> _ABOUT THIS TASK_:
In the data below, the answer is the run of lines from the line containing "let currents = (&conductances" through the line containing "fn dimensionless() ->", both included; print it exactly and nothing else.

> _SOURCE RECORDS_:
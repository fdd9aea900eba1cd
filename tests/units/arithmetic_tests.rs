//! Tests for unit parsing, conversion and unit-aware arithmetic

use approx::assert_relative_eq;
use modelparams_rs::parameters::{ArrayParam, Range, ScalarParam};
use modelparams_rs::units::{Unit, UnitError};
use modelparams_rs::{ErrorKind, ModelParamsError};

use crate::test_helpers::{array_approx_eq, init_logging};

fn quantity(value: f64, unit: &str) -> ScalarParam {
    ScalarParam::new(value).unwrap().with_unit(unit)
}

#[test]
fn test_ohms_law_in_physiological_units() {
    init_logging();
    let g = quantity(0.3, "mS");
    let v = quantity(-77.0, "mV");

    let current = (&g * &v).unwrap();
    assert_relative_eq!(current.value_f64(), -23.1, epsilon = 1e-12);
    assert_eq!(current.unit(), "mS*mV");

    let in_micro_amps = current.convert_to("uA").unwrap();
    assert_relative_eq!(in_micro_amps.value_f64(), -23.1, epsilon = 1e-9);
    assert!(current.convert_to("mV").is_err());
}

#[test]
fn test_mixed_units_are_aligned_to_lhs() {
    init_logging();
    let sum = (&quantity(2.0, "ms") + &quantity(1.0, "s")).unwrap();
    assert_relative_eq!(sum.value_f64(), 1002.0);
    assert_eq!(sum.unit(), "ms");

    let err = (&quantity(1.0, "mV") - &quantity(1.0, "ms")).unwrap_err();
    assert!(matches!(err, UnitError::Dimensionality { .. }));

    let err: ModelParamsError = err.into();
    assert_eq!(err.kind(), ErrorKind::ValueError);
}

#[test]
fn test_results_are_plain_parameters() {
    let dt = ScalarParam::new(0.5)
        .unwrap()
        .with_range(Range::new().gt(0.0))
        .unwrap()
        .with_unit("ms")
        .with_name("dt")
        .unwrap();

    // The result keeps neither name nor range
    let mut doubled = (2.0 * &dt).unwrap();
    assert_eq!(doubled.unit(), "ms");
    assert!(doubled.sym().is_dummy());
    assert!(doubled.set_value(-1.0).is_ok());
}

#[test]
fn test_power_and_exponent_units() {
    let area = quantity(3.0, "um").pow(&2.0).unwrap();
    assert_relative_eq!(area.value_f64(), 9.0);
    assert_eq!(area.unit(), "um**2");

    let side = area.pow(&0.5).unwrap();
    assert_relative_eq!(side.value_f64(), 3.0);
    assert_eq!(side.unit(), "um");

    let err = quantity(2.0, "1").pow(&quantity(2.0, "s")).unwrap_err();
    assert_eq!(err.kind(), ErrorKind::Unsupported);
}

#[test]
fn test_update_converts_into_own_unit() {
    let mut v = quantity(-65.0, "mV");
    v.update(&quantity(-0.07, "V")).unwrap();
    assert_relative_eq!(v.value_f64(), -70.0, epsilon = 1e-9);

    // A dimensionless source is taken as given
    v.update(&quantity(-60.0, "1")).unwrap();
    assert_relative_eq!(v.value_f64(), -60.0);

    assert!(v.update(&quantity(1.0, "s")).is_err());
}

#[test]
fn test_array_quantities() {
    let conductances = ArrayParam::new(vec![0.1, 0.2, 0.4]).unwrap().with_unit("mS");
    let driving_force = quantity(10.0, "mV");

    let currents = (&conductances * &driving_force).unwrap();
    assert!(array_approx_eq(currents.values(), &[1.0, 2.0, 4.0], 1e-12));
    assert_eq!(currents.unit(), "mS*mV");

    let halved = (&conductances / 2.0).unwrap();
    assert!(array_approx_eq(halved.values(), &[0.05, 0.1, 0.2], 1e-12));

    let squared = conductances.pow(&2.0).unwrap();
    assert_eq!(squared.unit(), "mS**2");
}

#[test]
fn test_unit_strings() {
    let unit: Unit = "mmole/l".parse().unwrap();
    assert_eq!(unit.to_string(), "mmole*l**-1");
    let molar = Unit::parse("mM").unwrap();
    assert_relative_eq!(unit.conversion_factor_to(&molar).unwrap(), 1.0, epsilon = 1e-12);
}
//! Scalar parameters with a range, a unit and a symbol

use log::debug;
use serde::{Deserialize, Serialize};
use std::fmt;

use crate::error::Result;
use crate::expr::{Expr, Symbol};
use crate::parameters::param::sealed::ParamAccess;
use crate::parameters::param::{Check, Param, ParamKind, Parameter, ParameterError, ReprOptions};
use crate::parameters::range::Range;
use crate::parameters::value::Value;
use crate::units::{Unit, UnitError};

fn dimensionless() -> String {
    "1".to_string()
}

/// A numeric parameter checked against a [`Range`] and carrying a unit
///
/// Once named, the parameter is represented in expressions by a symbol of
/// the same name; see [`ScalarParam::sym`].
///
/// # Examples
///
/// ```
/// use modelparams_rs::parameters::{Range, ScalarParam};
///
/// let mut param = ScalarParam::new(5)
///     .unwrap()
///     .with_range(Range::new().ge(0.0).lt(10.0))
///     .unwrap();
///
/// let err = param.set_value(56).unwrap_err();
/// assert_eq!(err.to_string(), "Illegal value: 56 ∉ [0, 10)");
///
/// param.set_value(6.3).unwrap();
/// assert_eq!(param.value_f64(), 6.0);
/// ```
#[derive(Debug, Clone, PartialEq, Serialize, Deserialize)]
pub struct ScalarParam {
    param: Param,
    #[serde(default = "dimensionless")]
    unit: String,
}

impl ScalarParam {
    /// Create an unnamed, unbounded, dimensionless scalar parameter.
    ///
    /// # Errors
    ///
    /// [`ParameterError::NotNumeric`] unless `value` is an int or a float.
    pub fn new(value: impl Into<Value>) -> std::result::Result<Self, ParameterError> {
        let value = value.into();
        if !value.value_type().is_numeric() {
            return Err(ParameterError::NotNumeric {
                kind: ParamKind::ScalarParam,
                got: value.value_type(),
            });
        }
        Ok(Self::from_param(Param::with_kind(
            ParamKind::ScalarParam,
            value,
            Check::None,
        )))
    }

    pub(crate) fn from_param(param: Param) -> Self {
        Self {
            param,
            unit: dimensionless(),
        }
    }

    /// Restrict the value to `range`; the current value must lie in it.
    pub fn with_range(mut self, range: Range) -> std::result::Result<Self, ParameterError> {
        range.validate()?;
        self.param.set_check(Check::Range(range));
        self.param.check(self.param.value().clone())?;
        Ok(self)
    }

    pub fn with_unit(mut self, unit: &str) -> Self {
        self.unit = unit.to_string();
        self
    }

    pub fn with_name(mut self, name: &str) -> std::result::Result<Self, ParameterError> {
        self.param.set_name(name)?;
        Ok(self)
    }

    pub fn with_description(mut self, description: &str) -> Self {
        self.param = self.param.with_description(description);
        self
    }

    pub fn range(&self) -> Range {
        match self.param.constraint() {
            Check::Range(range) => *range,
            _ => Range::new(),
        }
    }

    pub fn unit(&self) -> &str {
        &self.unit
    }

    /// Symbol standing for this parameter, a dummy while unnamed
    pub fn sym(&self) -> Symbol {
        if self.param.name().is_empty() {
            Symbol::dummy()
        } else {
            Symbol::new(self.param.name())
        }
    }

    /// [`ScalarParam::sym`] as an expression
    pub fn expr(&self) -> Expr {
        Expr::Symbol(self.sym())
    }

    pub fn value(&self) -> &Value {
        self.param.value()
    }

    pub fn value_f64(&self) -> f64 {
        self.param.value().as_f64().unwrap_or(f64::NAN)
    }

    pub fn set_value(&mut self, value: impl Into<Value>) -> std::result::Result<(), ParameterError> {
        self.param.set_value(value)
    }

    /// Take the value of `other`, converted into this parameter's unit.
    ///
    /// A dimensionless side is assumed to share the other side's unit.
    ///
    /// # Examples
    ///
    /// ```
    /// use modelparams_rs::parameters::ScalarParam;
    ///
    /// let mut t = ScalarParam::new(1.0).unwrap().with_unit("ms");
    /// t.update(&ScalarParam::new(2.0).unwrap().with_unit("s")).unwrap();
    /// assert!((t.value_f64() - 2000.0).abs() < 1e-9);
    /// ```
    pub fn update(&mut self, other: &ScalarParam) -> Result<()> {
        debug!("Update parameter {}", self.param.name());
        let mut self_unit = Unit::parse(&self.unit)?;
        let mut other_unit = Unit::parse(&other.unit)?;
        if other_unit.is_dimensionless() {
            other_unit = self_unit.clone();
        }
        if self_unit.is_dimensionless() {
            self_unit = other_unit.clone();
        }
        let factor = other_unit.conversion_factor_to(&self_unit)?;
        if factor == 1.0 {
            self.set_value(other.value().clone())?;
        } else {
            self.set_value(other.value_f64() * factor)?;
        }
        Ok(())
    }

    /// New unnamed parameter holding this value expressed in `unit`
    pub fn convert_to(&self, unit: &str) -> std::result::Result<ScalarParam, UnitError> {
        let factor = Unit::parse(&self.unit)?.conversion_factor_to(&Unit::parse(unit)?)?;
        let param = Param::with_kind(
            ParamKind::ScalarParam,
            Value::Float(self.value_f64() * factor),
            Check::None,
        );
        Ok(Self::from_param(param).with_unit(unit))
    }

    pub fn format_data(&self, value: Option<&Value>, not_in: bool, width: usize) -> String {
        self.param.format_data(value, not_in, width)
    }

    /// Copy, dropping the arguments `options` excludes
    pub fn copy_with(&self, options: ReprOptions) -> Self {
        Self {
            param: self.param.copy_with(options),
            unit: if options.unit {
                self.unit.clone()
            } else {
                dimensionless()
            },
        }
    }
}

impl ParamAccess for ScalarParam {
    fn param_mut(&mut self) -> &mut Param {
        &mut self.param
    }
}

impl Parameter for ScalarParam {
    fn param(&self) -> &Param {
        &self.param
    }

    fn repr_with(&self, options: ReprOptions) -> String {
        self.param
            .repr_parts(&self.param.value().repr_literal(), options, Some(&self.unit))
    }
}

impl fmt::Display for ScalarParam {
    fn fmt(&self, f: &mut fmt::Formatter<'_>) -> fmt::Result {
        fmt::Display::fmt(&self.param, f)
    }
}

impl From<&ScalarParam> for Expr {
    fn from(param: &ScalarParam) -> Self {
        param.expr()
    }
}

> _RESULT_:
    let currents = (&conductances * &driving_force).unwrap();
    assert!(array_approx_eq(currents.values(), &[1.0, 2.0, 4.0], 1e-12));
    assert_eq!(currents.unit(), "mS*mV");

    let halved = (&conductances / 2.0).unwrap();
    assert!(array_approx_eq(halved.values(), &[0.05, 0.1, 0.2], 1e-12));

    let squared = conductances.pow(&2.0).unwrap();
    assert_eq!(squared.unit(), "mS**2");
}

#[test]
fn test_unit_strings() {
    let unit: Unit = "mmole/l".parse().unwrap();
    assert_eq!(unit.to_string(), "mmole*l**-1");
    let molar = Unit::parse("mM").unwrap();
    assert_relative_eq!(unit.conversion_factor_to(&molar).unwrap(), 1.0, epsilon = 1e-12);
}
//! Scalar parameters with a range, a unit and a symbol

use log::debug;
use serde::{Deserialize, Serialize};
use std::fmt;

use crate::error::Result;
use crate::expr::{Expr, Symbol};
use crate::parameters::param::sealed::ParamAccess;
use crate::parameters::param::{Check, Param, ParamKind, Parameter, ParameterError, ReprOptions};
use crate::parameters::range::Range;
use crate::parameters::value::Value;
use crate::units::{Unit, UnitError};

fn dimensionless() -> String {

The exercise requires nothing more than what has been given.